Records from a data collection:
----------

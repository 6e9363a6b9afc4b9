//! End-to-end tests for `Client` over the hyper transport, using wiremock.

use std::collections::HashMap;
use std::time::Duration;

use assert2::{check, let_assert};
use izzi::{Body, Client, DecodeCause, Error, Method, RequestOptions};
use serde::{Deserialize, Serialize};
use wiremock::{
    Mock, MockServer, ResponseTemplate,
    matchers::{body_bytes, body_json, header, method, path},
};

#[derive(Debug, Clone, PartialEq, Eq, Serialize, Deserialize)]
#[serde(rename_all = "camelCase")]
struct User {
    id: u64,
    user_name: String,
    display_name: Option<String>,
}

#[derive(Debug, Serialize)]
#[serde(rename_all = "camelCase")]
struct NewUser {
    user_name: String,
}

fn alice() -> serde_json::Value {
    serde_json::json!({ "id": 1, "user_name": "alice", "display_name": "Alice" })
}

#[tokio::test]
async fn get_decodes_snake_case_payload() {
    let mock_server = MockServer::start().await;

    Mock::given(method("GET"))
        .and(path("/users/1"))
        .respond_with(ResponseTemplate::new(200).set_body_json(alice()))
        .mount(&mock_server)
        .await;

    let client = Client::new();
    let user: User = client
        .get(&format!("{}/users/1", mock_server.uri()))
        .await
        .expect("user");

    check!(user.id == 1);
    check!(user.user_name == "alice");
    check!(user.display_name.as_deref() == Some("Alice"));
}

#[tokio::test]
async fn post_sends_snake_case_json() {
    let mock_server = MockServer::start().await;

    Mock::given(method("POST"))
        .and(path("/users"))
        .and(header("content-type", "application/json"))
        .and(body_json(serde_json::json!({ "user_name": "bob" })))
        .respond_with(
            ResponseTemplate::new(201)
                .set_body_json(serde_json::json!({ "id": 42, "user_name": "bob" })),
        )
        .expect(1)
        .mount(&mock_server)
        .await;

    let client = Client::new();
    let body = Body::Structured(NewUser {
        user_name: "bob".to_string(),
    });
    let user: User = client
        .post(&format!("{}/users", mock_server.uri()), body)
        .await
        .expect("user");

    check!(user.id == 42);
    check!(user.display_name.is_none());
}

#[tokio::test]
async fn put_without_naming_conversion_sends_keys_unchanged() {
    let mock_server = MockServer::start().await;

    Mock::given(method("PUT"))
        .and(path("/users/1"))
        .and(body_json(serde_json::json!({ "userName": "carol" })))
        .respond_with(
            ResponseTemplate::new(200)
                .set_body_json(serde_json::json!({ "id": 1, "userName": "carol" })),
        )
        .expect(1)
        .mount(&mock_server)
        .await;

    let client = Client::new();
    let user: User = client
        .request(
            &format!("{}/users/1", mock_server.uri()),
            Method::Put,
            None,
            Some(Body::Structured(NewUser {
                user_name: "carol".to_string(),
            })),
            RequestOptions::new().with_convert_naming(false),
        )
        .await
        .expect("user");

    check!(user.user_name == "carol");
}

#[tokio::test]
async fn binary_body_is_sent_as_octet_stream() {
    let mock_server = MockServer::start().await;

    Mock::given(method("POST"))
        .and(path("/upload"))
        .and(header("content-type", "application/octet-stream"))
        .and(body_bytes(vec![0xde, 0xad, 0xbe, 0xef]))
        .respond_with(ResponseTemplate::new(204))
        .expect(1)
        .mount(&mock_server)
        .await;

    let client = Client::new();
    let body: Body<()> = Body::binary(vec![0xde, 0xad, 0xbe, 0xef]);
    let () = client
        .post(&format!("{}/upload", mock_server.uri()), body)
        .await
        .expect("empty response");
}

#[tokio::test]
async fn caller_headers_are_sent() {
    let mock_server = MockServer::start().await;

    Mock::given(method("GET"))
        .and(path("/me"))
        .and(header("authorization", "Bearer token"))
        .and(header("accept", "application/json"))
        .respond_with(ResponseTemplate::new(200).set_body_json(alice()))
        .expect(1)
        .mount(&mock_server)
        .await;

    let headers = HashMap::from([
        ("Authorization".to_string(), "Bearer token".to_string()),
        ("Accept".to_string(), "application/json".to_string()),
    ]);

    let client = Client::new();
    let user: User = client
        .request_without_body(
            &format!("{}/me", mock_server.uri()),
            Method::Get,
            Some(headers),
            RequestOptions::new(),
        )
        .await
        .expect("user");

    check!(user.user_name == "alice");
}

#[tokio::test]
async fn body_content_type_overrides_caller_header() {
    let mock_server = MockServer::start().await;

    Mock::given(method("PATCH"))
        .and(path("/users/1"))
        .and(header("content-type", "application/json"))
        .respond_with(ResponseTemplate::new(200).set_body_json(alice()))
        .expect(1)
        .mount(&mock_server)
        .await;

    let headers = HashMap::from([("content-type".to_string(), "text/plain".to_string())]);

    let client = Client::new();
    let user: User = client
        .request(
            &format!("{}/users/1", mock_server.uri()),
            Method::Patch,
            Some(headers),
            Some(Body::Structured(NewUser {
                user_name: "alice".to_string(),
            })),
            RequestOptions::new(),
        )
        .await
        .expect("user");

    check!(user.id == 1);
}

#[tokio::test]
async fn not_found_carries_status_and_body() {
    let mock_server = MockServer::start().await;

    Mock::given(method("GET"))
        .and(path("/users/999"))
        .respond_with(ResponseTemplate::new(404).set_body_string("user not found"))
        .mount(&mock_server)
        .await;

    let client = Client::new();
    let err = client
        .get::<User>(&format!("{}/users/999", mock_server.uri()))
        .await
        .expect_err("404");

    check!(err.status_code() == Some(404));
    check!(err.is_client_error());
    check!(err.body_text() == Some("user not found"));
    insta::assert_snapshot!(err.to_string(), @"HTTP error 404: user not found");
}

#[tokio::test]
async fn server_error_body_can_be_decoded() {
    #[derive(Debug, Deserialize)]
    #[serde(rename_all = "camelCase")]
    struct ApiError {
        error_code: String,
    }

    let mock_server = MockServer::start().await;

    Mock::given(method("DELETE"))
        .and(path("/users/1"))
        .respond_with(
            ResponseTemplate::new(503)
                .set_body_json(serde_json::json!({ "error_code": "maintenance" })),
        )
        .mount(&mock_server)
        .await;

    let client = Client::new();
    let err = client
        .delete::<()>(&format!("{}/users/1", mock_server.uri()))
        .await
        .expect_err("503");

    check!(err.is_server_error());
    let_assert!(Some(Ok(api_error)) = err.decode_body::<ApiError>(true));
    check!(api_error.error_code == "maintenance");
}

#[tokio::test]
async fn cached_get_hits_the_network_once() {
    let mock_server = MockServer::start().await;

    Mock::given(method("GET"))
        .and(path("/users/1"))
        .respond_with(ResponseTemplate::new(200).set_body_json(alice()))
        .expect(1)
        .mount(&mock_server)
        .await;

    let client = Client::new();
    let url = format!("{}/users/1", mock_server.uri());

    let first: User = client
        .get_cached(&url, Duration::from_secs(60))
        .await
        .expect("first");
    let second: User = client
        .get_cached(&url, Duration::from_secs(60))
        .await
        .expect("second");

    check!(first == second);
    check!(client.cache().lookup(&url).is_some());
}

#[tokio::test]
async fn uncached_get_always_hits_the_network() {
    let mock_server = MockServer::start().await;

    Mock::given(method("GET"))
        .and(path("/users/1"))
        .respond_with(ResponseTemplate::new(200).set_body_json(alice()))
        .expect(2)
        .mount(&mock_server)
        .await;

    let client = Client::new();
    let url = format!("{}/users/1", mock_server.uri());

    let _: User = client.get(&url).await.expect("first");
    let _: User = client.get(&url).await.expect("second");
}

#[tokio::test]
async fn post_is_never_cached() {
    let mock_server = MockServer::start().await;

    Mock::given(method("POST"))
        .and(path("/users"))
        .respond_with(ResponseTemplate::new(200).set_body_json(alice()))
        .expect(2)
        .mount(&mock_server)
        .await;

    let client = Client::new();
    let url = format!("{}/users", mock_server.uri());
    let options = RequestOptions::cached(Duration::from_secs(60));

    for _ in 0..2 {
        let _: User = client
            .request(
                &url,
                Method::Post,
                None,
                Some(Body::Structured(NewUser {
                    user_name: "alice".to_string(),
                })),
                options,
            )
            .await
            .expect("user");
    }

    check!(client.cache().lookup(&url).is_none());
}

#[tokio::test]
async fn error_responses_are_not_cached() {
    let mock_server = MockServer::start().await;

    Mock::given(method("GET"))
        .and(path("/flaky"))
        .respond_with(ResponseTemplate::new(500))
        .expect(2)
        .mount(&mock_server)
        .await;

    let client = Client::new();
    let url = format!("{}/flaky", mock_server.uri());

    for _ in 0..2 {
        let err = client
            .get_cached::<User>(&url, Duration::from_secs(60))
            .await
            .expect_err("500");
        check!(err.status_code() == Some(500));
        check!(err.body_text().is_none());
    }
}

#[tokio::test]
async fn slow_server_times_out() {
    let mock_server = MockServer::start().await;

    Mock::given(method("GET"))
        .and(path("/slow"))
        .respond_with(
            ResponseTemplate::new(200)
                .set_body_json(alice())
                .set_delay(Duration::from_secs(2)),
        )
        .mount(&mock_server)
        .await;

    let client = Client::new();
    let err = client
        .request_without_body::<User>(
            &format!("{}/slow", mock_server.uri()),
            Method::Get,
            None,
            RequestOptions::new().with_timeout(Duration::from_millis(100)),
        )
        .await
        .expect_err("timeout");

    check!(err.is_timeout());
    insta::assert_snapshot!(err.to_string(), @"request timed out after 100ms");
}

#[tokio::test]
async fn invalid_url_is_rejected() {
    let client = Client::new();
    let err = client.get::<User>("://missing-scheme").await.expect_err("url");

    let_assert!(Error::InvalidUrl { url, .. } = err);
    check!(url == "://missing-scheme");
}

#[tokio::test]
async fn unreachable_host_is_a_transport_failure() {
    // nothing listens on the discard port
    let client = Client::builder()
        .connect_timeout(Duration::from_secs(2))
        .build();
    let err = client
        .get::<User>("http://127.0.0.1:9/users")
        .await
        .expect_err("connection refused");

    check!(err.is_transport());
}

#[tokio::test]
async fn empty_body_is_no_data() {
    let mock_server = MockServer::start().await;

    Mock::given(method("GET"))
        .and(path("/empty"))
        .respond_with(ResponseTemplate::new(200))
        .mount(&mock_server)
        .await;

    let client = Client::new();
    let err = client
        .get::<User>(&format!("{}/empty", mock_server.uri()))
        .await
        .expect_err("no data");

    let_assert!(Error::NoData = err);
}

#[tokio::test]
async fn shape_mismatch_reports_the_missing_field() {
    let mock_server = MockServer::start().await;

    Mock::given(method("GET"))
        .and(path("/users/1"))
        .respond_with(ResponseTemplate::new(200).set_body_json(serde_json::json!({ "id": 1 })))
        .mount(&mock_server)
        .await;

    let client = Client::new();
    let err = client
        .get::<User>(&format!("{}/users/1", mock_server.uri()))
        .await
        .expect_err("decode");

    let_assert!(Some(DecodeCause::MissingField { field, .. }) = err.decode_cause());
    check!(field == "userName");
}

----------

PROBLEM DESCRIPTION: Nothing but the lines from the first line of the data through the line with "async fn post_sends_snake_case_json()" should be returned, exactly as they appear, both ends included.

SOLUTION FOR THIS TASK:
repository 6e9363a6b9afc4b9
//! End-to-end tests for `Client` over the hyper transport, using wiremock.

use std::collections::HashMap;
use std::time::Duration;

use assert2::{check, let_assert};
use izzi::{Body, Client, DecodeCause, Error, Method, RequestOptions};
use serde::{Deserialize, Serialize};
use wiremock::{
    Mock, MockServer, ResponseTemplate,
    matchers::{body_bytes, body_json, header, method, path},
};

#[derive(Debug, Clone, PartialEq, Eq, Serialize, Deserialize)]
#[serde(rename_all = "camelCase")]
struct User {
    id: u64,
    user_name: String,
    display_name: Option<String>,
}

#[derive(Debug, Serialize)]
#[serde(rename_all = "camelCase")]
struct NewUser {
    user_name: String,
}

fn alice() -> serde_json::Value {
    serde_json::json!({ "id": 1, "user_name": "alice", "display_name": "Alice" })
}

#[tokio::test]
async fn get_decodes_snake_case_payload() {
    let mock_server = MockServer::start().await;

    Mock::given(method("GET"))
        .and(path("/users/1"))
        .respond_with(ResponseTemplate::new(200).set_body_json(alice()))
        .mount(&mock_server)
        .await;

    let client = Client::new();
    let user: User = client
        .get(&format!("{}/users/1", mock_server.uri()))
        .await
        .expect("user");

    check!(user.id == 1);
    check!(user.user_name == "alice");
    check!(user.display_name.as_deref() == Some("Alice"));
}

#[tokio::test]
async fn post_sends_snake_case_json() {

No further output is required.